Dataset entries:
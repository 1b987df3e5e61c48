//! Storage and validation shared by the graph backends
//!
//! - `Registry`: slot arena plus insertion-ordered enumeration
//! - `EdgeRecord`: endpoints and payload common to every backend
//! - handle resolution that rejects foreign and removed handles
//! - the cascading-removal edge collection

use std::collections::HashSet;

use crate::collections::{Position, PositionalList};
use crate::error::{GraphError, Result};
use crate::graph::{Edge, Graph, GraphId, Handles, Vertex};

#[derive(Debug, Clone)]
struct Slot<T> {
    record: T,
    position: Position,
}

/// Arena of records addressed by slot index
///
/// Slots are never reused. Live slots are also kept in a positional list so
/// that enumeration follows insertion order and removal stays O(1).
#[derive(Debug, Clone)]
pub(crate) struct Registry<T> {
    graph: GraphId,
    slots: Vec<Option<Slot<T>>>,
    order: PositionalList<usize>,
}

impl<T> Registry<T> {
    pub(crate) fn new(graph: GraphId) -> Self {
        Self {
            graph,
            slots: Vec::new(),
            order: PositionalList::new(),
        }
    }

    pub(crate) fn len(&self) -> usize {
        self.order.len()
    }

    /// Number of slots ever allocated, live or not
    pub(crate) fn slot_count(&self) -> usize {
        self.slots.len()
    }

    pub(crate) fn insert(&mut self, record: T) -> usize {
        let index = self.slots.len();
        let position = self.order.push_back(index);
        self.slots.push(Some(Slot { record, position }));
        index
    }

    pub(crate) fn get(&self, index: usize) -> Option<&T> {
        self.slots
            .get(index)
            .and_then(|slot| slot.as_ref())
            .map(|slot| &slot.record)
    }

    pub(crate) fn get_mut(&mut self, index: usize) -> Option<&mut T> {
        self.slots
            .get_mut(index)
            .and_then(|slot| slot.as_mut())
            .map(|slot| &mut slot.record)
    }

    pub(crate) fn remove(&mut self, index: usize) -> Option<T> {
        let slot = self.slots.get_mut(index)?.take()?;
        self.order.remove(slot.position);
        Some(slot.record)
    }

    /// Live slot indices in insertion order
    pub(crate) fn indices(&self) -> impl Iterator<Item = usize> + '_ {
        self.order.iter().copied()
    }

    pub(crate) fn vertex_handle(&self, index: usize) -> Vertex {
        Vertex::new(self.graph, index)
    }

    pub(crate) fn edge_handle(&self, index: usize) -> Edge {
        Edge::new(self.graph, index)
    }

    /// Resolve a vertex handle against this registry
    pub(crate) fn vertex(&self, vertex: Vertex) -> Result<&T> {
        if vertex.graph() != self.graph {
            return Err(GraphError::InvalidVertex { vertex });
        }
        self.get(vertex.index())
            .ok_or(GraphError::InvalidVertex { vertex })
    }

    pub(crate) fn vertex_mut(&mut self, vertex: Vertex) -> Result<&mut T> {
        if vertex.graph() != self.graph {
            return Err(GraphError::InvalidVertex { vertex });
        }
        self.get_mut(vertex.index())
            .ok_or(GraphError::InvalidVertex { vertex })
    }

    /// Resolve an edge handle against this registry
    pub(crate) fn edge(&self, edge: Edge) -> Result<&T> {
        if edge.graph() != self.graph {
            return Err(GraphError::InvalidEdge { edge });
        }
        self.get(edge.index()).ok_or(GraphError::InvalidEdge { edge })
    }
}

/// Endpoints and payload of one edge
#[derive(Debug, Clone)]
pub(crate) struct EdgeRecord<E> {
    pub(crate) value: E,
    pub(crate) origin: usize,
    pub(crate) dest: usize,
}

impl<E> EdgeRecord<E> {
    pub(crate) fn new(value: E, origin: usize, dest: usize) -> Self {
        Self {
            value,
            origin,
            dest,
        }
    }

    /// Endpoint across the edge from `vertex`, if `vertex` is an endpoint
    pub(crate) fn opposite(&self, vertex: usize) -> Option<usize> {
        if vertex == self.origin {
            Some(self.dest)
        } else if vertex == self.dest {
            Some(self.origin)
        } else {
            None
        }
    }

    /// Does this edge run from `u` to `v` (in either direction when undirected)?
    pub(crate) fn connects(&self, u: usize, v: usize, directed: bool) -> bool {
        (self.origin == u && self.dest == v) || (!directed && self.origin == v && self.dest == u)
    }

    /// Is this edge leaving `vertex`?
    pub(crate) fn leaves(&self, vertex: usize, directed: bool) -> bool {
        self.origin == vertex || (!directed && self.dest == vertex)
    }

    /// Is this edge entering `vertex`?
    pub(crate) fn enters(&self, vertex: usize, directed: bool) -> bool {
        self.dest == vertex || (!directed && self.origin == vertex)
    }
}

/// Resolve `opposite` for a backend that stores [`EdgeRecord`]s
pub(crate) fn opposite_of<V, E>(
    vertices: &Registry<V>,
    edges: &Registry<EdgeRecord<E>>,
    vertex: Vertex,
    edge: Edge,
) -> Result<Vertex> {
    vertices.vertex(vertex)?;
    let record = edges.edge(edge)?;
    match record.opposite(vertex.index()) {
        Some(other) => Ok(vertices.vertex_handle(other)),
        None => Err(GraphError::invalid_argument(
            "opposite vertex",
            format!("{vertex} is not incident to {edge}"),
        )),
    }
}

/// Every distinct edge touching `vertex`, outgoing first
pub(crate) fn incident_edges<G>(graph: &G, vertex: Vertex) -> Result<Vec<Edge>>
where
    G: Graph + ?Sized,
{
    let mut seen = HashSet::new();
    let mut incident = Vec::new();
    let outgoing = graph.outgoing_edges(vertex)?;
    let incoming: Handles<'_, Edge> = if graph.is_directed() {
        graph.incoming_edges(vertex)?
    } else {
        Box::new(std::iter::empty())
    };
    for edge in outgoing.chain(incoming) {
        if seen.insert(edge) {
            incident.push(edge);
        }
    }
    Ok(incident)
}
//! Adjacency-map backend
//!
//! Each vertex maps opposite-vertex index to edge index. Edge lookup between
//! two vertices is a single hash probe, and at most one edge exists per
//! ordered pair (per unordered pair for undirected graphs). Incidence
//! enumeration follows hash-map order.

use std::collections::HashMap;

use crate::error::{GraphError, Result};
use crate::graph::shared::{self, EdgeRecord, Registry};
use crate::graph::{Edge, Graph, GraphId, Handles, Vertex};

#[derive(Debug, Clone)]
struct VertexRecord<V> {
    value: V,
    outgoing: HashMap<usize, usize>,
    /// `None` for undirected graphs, where `outgoing` is used for both roles
    incoming: Option<HashMap<usize, usize>>,
}

impl<V> VertexRecord<V> {
    fn new(value: V, directed: bool) -> Self {
        Self {
            value,
            outgoing: HashMap::new(),
            incoming: directed.then(HashMap::new),
        }
    }

    fn incoming(&self) -> &HashMap<usize, usize> {
        self.incoming.as_ref().unwrap_or(&self.outgoing)
    }

    fn incoming_mut(&mut self) -> &mut HashMap<usize, usize> {
        match self.incoming.as_mut() {
            Some(incoming) => incoming,
            None => &mut self.outgoing,
        }
    }
}

/// Graph stored as per-vertex hash maps keyed by the opposite vertex
#[derive(Debug, Clone)]
pub struct AdjacencyMapGraph<V, E> {
    directed: bool,
    vertices: Registry<VertexRecord<V>>,
    edges: Registry<EdgeRecord<E>>,
}

impl<V, E> AdjacencyMapGraph<V, E> {
    pub fn new(directed: bool) -> Self {
        let id = GraphId::next();
        Self {
            directed,
            vertices: Registry::new(id),
            edges: Registry::new(id),
        }
    }

    pub fn directed() -> Self {
        Self::new(true)
    }

    pub fn undirected() -> Self {
        Self::new(false)
    }

    fn handles<'a>(&'a self, map: &'a HashMap<usize, usize>) -> Handles<'a, Edge> {
        Box::new(map.values().map(move |&i| self.edges.edge_handle(i)))
    }
}

impl<V, E> Graph for AdjacencyMapGraph<V, E> {
    type VertexValue = V;
    type EdgeValue = E;

    fn is_directed(&self) -> bool {
        self.directed
    }

    fn num_vertices(&self) -> usize {
        self.vertices.len()
    }

    fn num_edges(&self) -> usize {
        self.edges.len()
    }

    fn vertices(&self) -> Handles<'_, Vertex> {
        Box::new(
            self.vertices
                .indices()
                .map(move |i| self.vertices.vertex_handle(i)),
        )
    }

    fn edges(&self) -> Handles<'_, Edge> {
        Box::new(self.edges.indices().map(move |i| self.edges.edge_handle(i)))
    }

    fn vertex_value(&self, vertex: Vertex) -> Result<&V> {
        self.vertices.vertex(vertex).map(|v| &v.value)
    }

    fn edge_value(&self, edge: Edge) -> Result<&E> {
        self.edges.edge(edge).map(|r| &r.value)
    }

    fn get_edge(&self, u: Vertex, v: Vertex) -> Result<Option<Edge>> {
        let origin = self.vertices.vertex(u)?;
        self.vertices.vertex(v)?;
        Ok(origin
            .outgoing
            .get(&v.index())
            .map(|&i| self.edges.edge_handle(i)))
    }

    fn end_vertices(&self, edge: Edge) -> Result<(Vertex, Vertex)> {
        let record = self.edges.edge(edge)?;
        Ok((
            self.vertices.vertex_handle(record.origin),
            self.vertices.vertex_handle(record.dest),
        ))
    }

    fn opposite(&self, vertex: Vertex, edge: Edge) -> Result<Vertex> {
        shared::opposite_of(&self.vertices, &self.edges, vertex, edge)
    }

    fn out_degree(&self, vertex: Vertex) -> Result<usize> {
        Ok(self.vertices.vertex(vertex)?.outgoing.len())
    }

    fn in_degree(&self, vertex: Vertex) -> Result<usize> {
        Ok(self.vertices.vertex(vertex)?.incoming().len())
    }

    fn outgoing_edges(&self, vertex: Vertex) -> Result<Handles<'_, Edge>> {
        let record = self.vertices.vertex(vertex)?;
        Ok(self.handles(&record.outgoing))
    }

    fn incoming_edges(&self, vertex: Vertex) -> Result<Handles<'_, Edge>> {
        let record = self.vertices.vertex(vertex)?;
        Ok(self.handles(record.incoming()))
    }

    fn insert_vertex(&mut self, value: V) -> Vertex {
        let index = self.vertices.insert(VertexRecord::new(value, self.directed));
        self.vertices.vertex_handle(index)
    }

    fn insert_edge(&mut self, u: Vertex, v: Vertex, value: E) -> Result<Option<Edge>> {
        if let Some(existing) = self.get_edge(u, v)? {
            tracing::trace!(%u, %v, %existing, "edge already present");
            return Ok(None);
        }

        let index = self
            .edges
            .insert(EdgeRecord::new(value, u.index(), v.index()));
        self.vertices
            .vertex_mut(u)?
            .outgoing
            .insert(v.index(), index);
        self.vertices
            .vertex_mut(v)?
            .incoming_mut()
            .insert(u.index(), index);
        Ok(Some(self.edges.edge_handle(index)))
    }

    fn remove_vertex(&mut self, vertex: Vertex) -> Result<V> {
        let incident = shared::incident_edges(self, vertex)?;
        tracing::debug!(%vertex, edges = incident.len(), "remove_vertex");
        for edge in incident {
            self.remove_edge(edge)?;
        }
        self.vertices
            .remove(vertex.index())
            .map(|record| record.value)
            .ok_or(GraphError::InvalidVertex { vertex })
    }

    fn remove_edge(&mut self, edge: Edge) -> Result<E> {
        self.edges.edge(edge)?;
        let record = self
            .edges
            .remove(edge.index())
            .ok_or(GraphError::InvalidEdge { edge })?;

        if let Some(origin) = self.vertices.get_mut(record.origin) {
            origin.outgoing.remove(&record.dest);
        }
        if let Some(dest) = self.vertices.get_mut(record.dest) {
            dest.incoming_mut().remove(&record.origin);
        }
        Ok(record.value)
    }
}

#[cfg(test)]
mod tests {
    use super::*;

    #[test]
    fn test_lookup_is_keyed_by_opposite() {
        let mut graph: AdjacencyMapGraph<&str, u32> = AdjacencyMapGraph::directed();
        let a = graph.insert_vertex("a");
        let b = graph.insert_vertex("b");
        let ab = graph.insert_edge(a, b, 1).unwrap().unwrap();
        let ba = graph.insert_edge(b, a, 2).unwrap().unwrap();

        assert_eq!(graph.get_edge(a, b).unwrap(), Some(ab));
        assert_eq!(graph.get_edge(b, a).unwrap(), Some(ba));
        assert!(graph.insert_edge(a, b, 3).unwrap().is_none());
        assert_eq!(graph.edge_value(ab).unwrap(), &1);
    }

    #[test]
    fn test_undirected_removal_clears_both_maps() {
        let mut graph: AdjacencyMapGraph<&str, u32> = AdjacencyMapGraph::undirected();
        let a = graph.insert_vertex("a");
        let b = graph.insert_vertex("b");
        let e = graph.insert_edge(a, b, 1).unwrap().unwrap();
        assert_eq!(graph.get_edge(b, a).unwrap(), Some(e));

        graph.remove_edge(e).unwrap();
        assert_eq!(graph.out_degree(a).unwrap(), 0);
        assert_eq!(graph.out_degree(b).unwrap(), 0);
        assert_eq!(graph.get_edge(b, a).unwrap(), None);
    }
}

* PROBLEM TO SOLVE *
In the entries above, find the line with "pub(crate) fn get(&self, index: usize)" and the line with "pub(crate) struct EdgeRecord<E>", then set down exactly those two and every line between them, nothing else.

* EXPECTED ANSWER *
    pub(crate) fn get(&self, index: usize) -> Option<&T> {
        self.slots
            .get(index)
            .and_then(|slot| slot.as_ref())
            .map(|slot| &slot.record)
    }

    pub(crate) fn get_mut(&mut self, index: usize) -> Option<&mut T> {
        self.slots
            .get_mut(index)
            .and_then(|slot| slot.as_mut())
            .map(|slot| &mut slot.record)
    }

    pub(crate) fn remove(&mut self, index: usize) -> Option<T> {
        let slot = self.slots.get_mut(index)?.take()?;
        self.order.remove(slot.position);
        Some(slot.record)
    }

    /// Live slot indices in insertion order
    pub(crate) fn indices(&self) -> impl Iterator<Item = usize> + '_ {
        self.order.iter().copied()
    }

    pub(crate) fn vertex_handle(&self, index: usize) -> Vertex {
        Vertex::new(self.graph, index)
    }

    pub(crate) fn edge_handle(&self, index: usize) -> Edge {
        Edge::new(self.graph, index)
    }

    /// Resolve a vertex handle against this registry
    pub(crate) fn vertex(&self, vertex: Vertex) -> Result<&T> {
        if vertex.graph() != self.graph {
            return Err(GraphError::InvalidVertex { vertex });
        }
        self.get(vertex.index())
            .ok_or(GraphError::InvalidVertex { vertex })
    }

    pub(crate) fn vertex_mut(&mut self, vertex: Vertex) -> Result<&mut T> {
        if vertex.graph() != self.graph {
            return Err(GraphError::InvalidVertex { vertex });
        }
        self.get_mut(vertex.index())
            .ok_or(GraphError::InvalidVertex { vertex })
    }

    /// Resolve an edge handle against this registry
    pub(crate) fn edge(&self, edge: Edge) -> Result<&T> {
        if edge.graph() != self.graph {
            return Err(GraphError::InvalidEdge { edge });
        }
        self.get(edge.index()).ok_or(GraphError::InvalidEdge { edge })
    }
}

/// Endpoints and payload of one edge
#[derive(Debug, Clone)]
pub(crate) struct EdgeRecord<E> {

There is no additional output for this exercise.